Workspace: London flexible office firm’s profit up despite low occupancy rates
Flexible office provider Workspace has continued to see an uptick in demand for lettings despite a slight downturn in occupancy rates.
The business, which manages millions of square feet of office space across London, saw a 4.3 per cent boost in underlying rental income, bringing it to a total of £60.2m.
In line with “good customer demand,” Workspace told markets this morning that it completed 603 lettings with a total of £15.8m.
However, despite a 2.8 per cent rise in like-for-like numbers per square foot, like-for-like occupancy was down 0.7 per cent.

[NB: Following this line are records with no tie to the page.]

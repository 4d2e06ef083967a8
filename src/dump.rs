//! Human-readable ASCII map of cluster layout, for diagnosing layout before
//! and after defragmentation.

use std::fmt::Write as _;

use crate::image::{Image, BAD};

const COLUMNS: usize = 16;

/// Labels assigned to files in root-directory order, cycling back to `?`
/// once every letter/digit/symbol is exhausted. Mirrors the original
/// tool's 90-character alphabet.
const FILE_LETTERS: &str =
    "ABCDEFGHIJKLMNOPQRSTUVWXYZabcdefghijklmnopqrstuvwxyz0123456789<>$!+-*/°~#&@{}[]|^()=_;:§'%";

/// Renders `image` as a grid of fixed-width cells, one per cluster, 16 per
/// row. A cluster belonging to a file is labelled with that file's letter
/// followed by its 0-based position in the file's chain; `BAD` clusters
/// render as `!`; unused clusters render as `_`.
pub fn dump(image: &Image) -> String {
    let labels = build_labels(image);
    let spacing = column_width(&labels);

    let mut out = String::new();
    let cluster_count = image.boot_record().cluster_count;

    for k in 0..cluster_count {
        let cell = match labels.get(&k) {
            Some(label) => label.clone(),
            None if image.fat().get(0, k) == BAD => "!".to_string(),
            None => "_".to_string(),
        };
        let _ = write!(out, "{:<width$}", cell, width = spacing);

        if k > 0 && (k + 1) % COLUMNS as u32 == 0 {
            out.push('\n');
        }
    }
    out.push('\n');
    out
}

fn build_labels(image: &Image) -> std::collections::HashMap<u32, String> {
    let letters: Vec<char> = FILE_LETTERS.chars().collect();
    let mut labels = std::collections::HashMap::new();

    for (entry_idx, entry) in image.root().iter().enumerate() {
        let letter = letters.get(entry_idx).copied().unwrap_or('?');
        if let Ok(chain) = image.chain_for(entry_idx) {
            for (offset, &cluster) in chain.iter().enumerate() {
                labels.insert(cluster, format!("{}{}", letter, offset));
            }
        } else {
            let _ = entry; // chain walk failed; leave cluster unlabeled rather than panic in a diagnostic tool
        }
    }

    labels
}

fn column_width(labels: &std::collections::HashMap<u32, String>) -> usize {
    let widest = labels.values().map(|label| label.len()).max().unwrap_or(1);
    widest + 1
}

#[cfg(test)]
mod tests {
    use super::*;
    use crate::image::{BootRecord, FatTables, RootEntry, FILE_END, UNUSED};

    fn small_image() -> Image {
        let boot = BootRecord::new("vol", 12, 1, 16, 4, 0, "OK");
        let mut fat = FatTables::new_unused(1, 4);
        fat.set(0, 0, 1);
        fat.set(0, 1, FILE_END);
        fat.set(0, 2, BAD);
        fat.set(0, 3, UNUSED);
        let mut image = Image::new(boot, fat, Vec::new(), vec![vec![0u8; 16]; 4]);
        image.push_entry(RootEntry::new("a", "rwxrwxrwx", 1, 16, 0));
        image
    }

    #[test]
    fn labels_file_clusters_with_letter_and_offset() {
        let image = small_image();
        let rendered = dump(&image);
        assert!(rendered.contains("A0"));
        assert!(rendered.contains("A1"));
    }

    #[test]
    fn marks_bad_and_unused_clusters() {
        let image = small_image();
        let rendered = dump(&image);
        assert!(rendered.contains('!'));
        assert!(rendered.contains('_'));
    }
}
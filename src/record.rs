use std::any::{type_name, Any};
use std::cell::RefCell;
use std::rc::Rc;

use fxhash::FxHashMap;

use crate::error::{Error, Result};
use crate::tracked::{Tracked, TrackedProperty};

/// Name-keyed tracked properties.
///
/// Built from (name, placeholder) pairs; each placeholder becomes a live
/// [`Tracked`] cell the first time its name is activated. Further cells can
/// be created on demand with [`TrackedRecord::tracked_or_insert_with`].
#[derive(Default)]
pub struct TrackedRecord {
	properties: RefCell<FxHashMap<String, Rc<dyn Any>>>,
}

pub struct TrackedRecordBuilder {
	record: TrackedRecord,
}

impl TrackedRecordBuilder {
	pub fn property<T: 'static>(self, name: impl Into<String>, property: TrackedProperty<T>) -> Self {
		self.record.activate(name, property);
		self
	}

	pub fn build(self) -> TrackedRecord {
		self.record
	}
}

impl TrackedRecord {
	pub fn new() -> Self {
		Self::default()
	}

	pub fn builder() -> TrackedRecordBuilder {
		TrackedRecordBuilder {
			record: TrackedRecord::new(),
		}
	}

	/// Turns `property` into a live cell under `name`.
	///
	/// Returns `false` and leaves the existing cell alone when `name` is
	/// already live.
	pub fn activate<T: 'static>(&self, name: impl Into<String>, property: TrackedProperty<T>) -> bool {
		let mut properties = self.properties.borrow_mut();
		let name = name.into();
		if properties.contains_key(&name) {
			return false;
		}

		properties.insert(name, property.activate().into());
		true
	}

	/// The shared cell behind `name`.
	pub fn tracked<T: 'static>(&self, name: &str) -> Result<Tracked<T>> {
		let any = self
			.properties
			.borrow()
			.get(name)
			.cloned()
			.ok_or_else(|| Error::UnknownProperty(name.to_owned()))?;

		Tracked::try_from(any).map_err(|_| Error::PropertyType {
			name: name.to_owned(),
			expected: type_name::<T>(),
		})
	}

	/// The cell behind `name`, created from `initializer` if there is none.
	pub fn tracked_or_insert_with<T: 'static>(
		&self,
		name: &str,
		initializer: impl FnOnce() -> T + 'static,
	) -> Result<Tracked<T>> {
		if !self.contains(name) {
			self.properties.borrow_mut().insert(
				name.to_owned(),
				Tracked::with_initializer(initializer).into(),
			);
		}
		self.tracked(name)
	}

	pub fn get<T: Clone + 'static>(&self, name: &str) -> Result<T> {
		Ok(self.tracked::<T>(name)?.get())
	}

	pub fn set<T: PartialEq + 'static>(&self, name: &str, value: T) -> Result<()> {
		self.tracked::<T>(name)?.set(value)
	}

	pub fn contains(&self, name: &str) -> bool {
		self.properties.borrow().contains_key(name)
	}

	pub fn len(&self) -> usize {
		self.properties.borrow().len()
	}

	pub fn is_empty(&self) -> bool {
		self.properties.borrow().is_empty()
	}
}

impl std::fmt::Debug for TrackedRecord {
	fn fmt(&self, f: &mut std::fmt::Formatter<'_>) -> std::fmt::Result {
		let properties = self.properties.borrow();
		let mut names: Vec<_> = properties.keys().collect();
		names.sort();
		f.debug_struct("TrackedRecord")
			.field("properties", &names)
			.finish()
	}
}

/// Builds a [`TrackedRecord`] from (name, placeholder) pairs of one type.
pub fn activate_tracking<T, N, I>(properties: I) -> TrackedRecord
where
	T: 'static,
	N: Into<String>,
	I: IntoIterator<Item = (N, TrackedProperty<T>)>,
{
	let record = TrackedRecord::new();
	for (name, property) in properties {
		record.activate(name, property);
	}
	record
}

“With over 35 years of experience and a unique, scalable business model, Workspace is well positioned for further success as we continue to capture demand and, over the medium term, look to increase our share of London’s growing SME market,” Lawrence Hutchings, chief executive officer, said.

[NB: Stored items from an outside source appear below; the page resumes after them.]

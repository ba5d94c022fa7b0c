use std::cell::Cell;
use std::rc::Rc;

use autotrack::{
	activate_tracking, clear_on_tag_dirtied, consume_tag, create_tag, current_revision, dirty_tag,
	memoize, set_on_tag_dirtied, tracked, tracked_struct, tracked_with, untracked, Cache, Error, Tracked,
	TrackedRecord,
};


use mock::Spy;
use mockall::predicate;

fn count_dirties() -> Rc<Cell<u32>> {
	let count = Rc::new(Cell::new(0));
	set_on_tag_dirtied({
		let count = count.clone();
		move || {
			count.set(count.get() + 1);
			Ok(())
		}
	});
	count
}

#[test]
fn dirty_advances_clock_by_one() {
	let a = create_tag();
	let b = create_tag();
	let start = current_revision();
	assert_eq!(a.revision(), start);

	dirty_tag(&a).unwrap();
	assert_eq!(current_revision().get(), start.get() + 1);
	assert_eq!(a.revision(), current_revision());

	dirty_tag(&b).unwrap();
	dirty_tag(&b).unwrap();
	assert_eq!(current_revision().get(), start.get() + 3);
	assert_eq!(b.revision(), current_revision());
	assert!(a.revision() < b.revision());
}

#[test]
fn consume_outside_computation_is_noop() {
	let tag = create_tag();
	let revision = tag.revision();
	consume_tag(&tag);
	assert_eq!(tag.revision(), revision);
	assert!(!autotrack::is_tracking());
}

#[test]
fn cache_runs_once_until_dirty() {
	let tag = create_tag();
	let calls = Rc::new(Cell::new(0));

	let cache = Cache::new({
		let tag = tag.clone();
		let calls = calls.clone();
		move |()| {
			calls.set(calls.get() + 1);
			consume_tag(&tag);
			"v1"
		}
	});

	assert_eq!(cache.value(), "v1");
	assert_eq!(cache.value(), "v1");
	assert_eq!(calls.get(), 1);

	dirty_tag(&tag).unwrap();
	assert!(!cache.is_valid());
	assert_eq!(calls.get(), 1);

	assert_eq!(cache.value(), "v1");
	assert_eq!(calls.get(), 2);
	assert_eq!(cache.revision(), tag.revision());
}

#[test]
fn cache_passes_arguments_only_when_recomputing() {
	let tag = create_tag();
	let results = Rc::new(Cell::new(0));

	let cache = Cache::new({
		let tag = tag.clone();
		let results = results.clone();
		move |arg: &'static str| {
			tag.consume();
			results.set(results.get() + 1);
			format!("{}-{}", arg, results.get())
		}
	});

	assert_eq!(cache.execute("FOO"), "FOO-1");
	assert_eq!(cache.execute("BAR"), "FOO-1");
	tag.dirty().unwrap();
	assert_eq!(cache.execute("BAZ"), "BAZ-2");
}

#[test]
fn cache_ignores_unrelated_tags() {
	let read = create_tag();
	let unrelated = create_tag();
	let calls = Rc::new(Cell::new(0));

	let cache = Cache::new({
		let read = read.clone();
		let calls = calls.clone();
		move |()| {
			calls.set(calls.get() + 1);
			read.consume();
		}
	});

	cache.value();
	unrelated.dirty().unwrap();
	cache.value();
	assert_eq!(calls.get(), 1);
	assert_eq!(cache.dependency_count(), 1);
}

#[test]
fn cache_without_dependencies_never_reruns() {
	let calls = Rc::new(Cell::new(0));
	let cache = Cache::new({
		let calls = calls.clone();
		move |()| calls.set(calls.get() + 1)
	});

	cache.value();
	create_tag().dirty().unwrap();
	cache.value();
	assert_eq!(calls.get(), 1);
	assert_eq!(cache.revision().get(), 0);
}

#[test]
fn dependencies_propagate_through_nested_caches() {
	let tag = create_tag();
	let outer_calls = Rc::new(Cell::new(0));

	let inner = Rc::new(Cache::new({
		let tag = tag.clone();
		move |()| {
			tag.consume();
			10
		}
	}));

	let outer = Cache::new({
		let inner = inner.clone();
		let outer_calls = outer_calls.clone();
		move |()| {
			outer_calls.set(outer_calls.get() + 1);
			inner.value() + 1
		}
	});

	// Inner is already valid, so the outer picks up its tags by propagation.
	assert_eq!(inner.value(), 10);
	assert_eq!(outer.value(), 11);
	assert_eq!(outer.dependency_count(), 1);

	assert_eq!(outer.value(), 11);
	assert_eq!(outer_calls.get(), 1);

	tag.dirty().unwrap();
	assert!(!outer.is_valid());
	assert_eq!(outer.value(), 11);
	assert_eq!(outer_calls.get(), 2);
}

#[test]
fn memoized_function_shares_cache_contract() {
	let value = Tracked::new(2);
	let calls = Rc::new(Cell::new(0));

	let doubled = memoize({
		let value = value.clone();
		let calls = calls.clone();
		move |()| {
			calls.set(calls.get() + 1);
			value.get() * 2
		}
	});

	assert_eq!(doubled(()), 4);
	assert_eq!(doubled(()), 4);
	value.set(5).unwrap();
	assert_eq!(doubled(()), 10);
	assert_eq!(calls.get(), 2);
}

#[test]
fn dirtying_consumed_tag_is_rejected() {
	let tag = create_tag();
	let before = current_revision();

	let cache = Cache::new({
		let tag = tag.clone();
		move |()| {
			tag.consume();
			tag.dirty()
		}
	});

	assert_eq!(
		cache.value(),
		Err(Error::ReentrantMutation {
			revision: tag.revision()
		})
	);
	assert_eq!(current_revision(), before);
}

#[test]
fn dirty_before_consume_is_allowed() {
	let tag = create_tag();
	let cache = Cache::new({
		let tag = tag.clone();
		move |()| {
			let dirtied = tag.dirty();
			tag.consume();
			dirtied
		}
	});

	assert_eq!(cache.value(), Ok(()));
}

#[test]
fn untracked_reads_do_not_invalidate() {
	let value = Tracked::new(1);
	let calls = Rc::new(Cell::new(0));

	let cache = Cache::new({
		let value = value.clone();
		let calls = calls.clone();
		move |()| {
			calls.set(calls.get() + 1);
			untracked(|| value.get())
		}
	});

	assert_eq!(cache.value(), 1);
	value.set(2).unwrap();
	assert_eq!(cache.value(), 1);
	assert_eq!(calls.get(), 1);
}

#[test]
fn tracked_set_fires_hook_once() {
	let dirties = count_dirties();
	let record = activate_tracking([("foo", tracked("FOO"))]);

	assert_eq!(record.get::<&str>("foo").unwrap(), "FOO");
	assert_eq!(dirties.get(), 0);

	record.set("foo", "BAR").unwrap();
	assert_eq!(record.get::<&str>("foo").unwrap(), "BAR");
	assert_eq!(dirties.get(), 1);
}

#[test]
fn tracked_equal_write_does_not_dirty() {
	let dirties = count_dirties();
	let value = Tracked::new(String::from("same"));
	let revision = value.revision();

	value.set(String::from("same")).unwrap();
	assert_eq!(value.revision(), revision);
	assert_eq!(dirties.get(), 0);

	value.update(|v| v.push('!')).unwrap();
	assert_eq!(value.get(), "same!");
	assert_eq!(dirties.get(), 1);

	assert_eq!(value.replace(String::from("new")).unwrap(), "same!");
	assert_eq!(value.replace(String::from("new")).unwrap(), "new");
	assert_eq!(dirties.get(), 2);
}

#[test]
fn tracked_initializer_runs_lazily() {
	let runs = Rc::new(Cell::new(0));
	let property = tracked_with({
		let runs = runs.clone();
		move || {
			runs.set(runs.get() + 1);
			vec![1, 2, 3]
		}
	});
	assert_eq!(runs.get(), 0);

	let value = property.activate();
	assert_eq!(runs.get(), 0);
	assert_eq!(value.with(|v| v.len()), 3);
	assert_eq!(value.get(), vec![1, 2, 3]);
	assert_eq!(runs.get(), 1);
}

#[test]
fn tracked_write_inside_reading_computation_fails() {
	let value = Tracked::new(1);
	let cache = Cache::new({
		let value = value.clone();
		move |()| {
			let current = value.get();
			value.set(current + 1)
		}
	});

	assert!(matches!(cache.value(), Err(Error::ReentrantMutation { .. })));
	assert_eq!(value.get_untracked(), 1);
}

#[test]
fn equal_write_inside_reading_computation_is_allowed() {
	let value = Tracked::new(1);
	let cache = Cache::new({
		let value = value.clone();
		move |()| {
			let current = value.get();
			value.set(current)?;
			let old = value.replace(current)?;
			let rejected = value.replace(current + 1);
			Ok::<_, Error>((old, rejected.is_err()))
		}
	});

	assert_eq!(cache.value(), Ok((1, true)));
	assert_eq!(value.get_untracked(), 1);
	assert!(cache.is_valid());
}

#[test]
fn hook_error_is_returned_from_dirty() {
	let tag = create_tag();
	set_on_tag_dirtied(|| Err(Error::RenderInProgress));

	let before = tag.revision();
	assert_eq!(dirty_tag(&tag), Err(Error::RenderInProgress));
	assert!(tag.revision() > before);

	clear_on_tag_dirtied();
	assert_eq!(dirty_tag(&tag), Ok(()));
}

#[test]
fn tracked_toggle() {
	let flag = Tracked::new(false);
	flag.toggle().unwrap();
	assert!(flag.get());
}

#[test]
fn record_activation_is_idempotent() {
	let record = TrackedRecord::builder()
		.property("foo", tracked(1u32))
		.property("bar", tracked(String::from("BAR")))
		.build();

	assert!(!record.activate("foo", tracked(2u32)));
	assert_eq!(record.get::<u32>("foo").unwrap(), 1);
	assert_eq!(record.len(), 2);

	assert_eq!(
		record.get::<u32>("missing"),
		Err(Error::UnknownProperty("missing".into()))
	);
	assert!(matches!(
		record.get::<u32>("bar"),
		Err(Error::PropertyType { .. })
	));
}

#[test]
fn record_cells_are_cached_per_name() {
	let record = TrackedRecord::new();
	let first = record.tracked_or_insert_with("baz", || 7i64).unwrap();
	let second = record.tracked_or_insert_with("baz", || 99i64).unwrap();

	assert_eq!(second.get(), 7);
	first.set(8).unwrap();
	assert_eq!(second.get(), 8);
	assert_eq!(first.tag(), second.tag());
}

tracked_struct! {
	struct Counter {
		count: u64 = 0,
		label: String = String::from("clicks"),
	}
}

#[test]
fn tracked_struct_accessors() {
	let counter = Counter::new();
	let mock = mock::SharedMock::new();

	let view = Cache::new({
		let count = counter.count().clone();
		let label = counter.label().clone();
		let mock = mock.clone();
		move |()| {
			let count = count.get();
			mock.get().rendered("view", count);
			format!("{} {}", count, label.get())
		}
	});

	mock.get()
		.expect_rendered()
		.with(predicate::eq("view"), predicate::eq(0))
		.times(1)
		.return_const(());
	assert_eq!(view.value(), "0 clicks");
	assert_eq!(view.value(), "0 clicks");
	mock.get().checkpoint();

	mock.get()
		.expect_rendered()
		.with(predicate::eq("view"), predicate::eq(3))
		.times(1)
		.return_const(());
	counter.count().set(3).unwrap();
	assert_eq!(view.value(), "3 clicks");
	mock.get().checkpoint();
}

Hutchings added: “This is an exciting time for the business, and I am delighted to be here as Workspace’s new CEO to build on the great legacy left by my predecessor Graham and drive the continued evolution of the business.
“Over the coming weeks and months, I am looking forward to spending more time in Workspace’s centres across London, meeting our diverse range of customers and getting to know the teams responsible for making Workspace the unique place it is.”
Workspace also reported an 5.1 per cent uptick in trading profit after interest, up to £32.7m this year.
Workspace’s shares have stayed broadly flat this year, but are down almost 50 per cent over the last five years. The company suffered heavily during the pandemic, and has continued to be hit by firms’ back-to-the-office policies, as the decline of flexible working continues.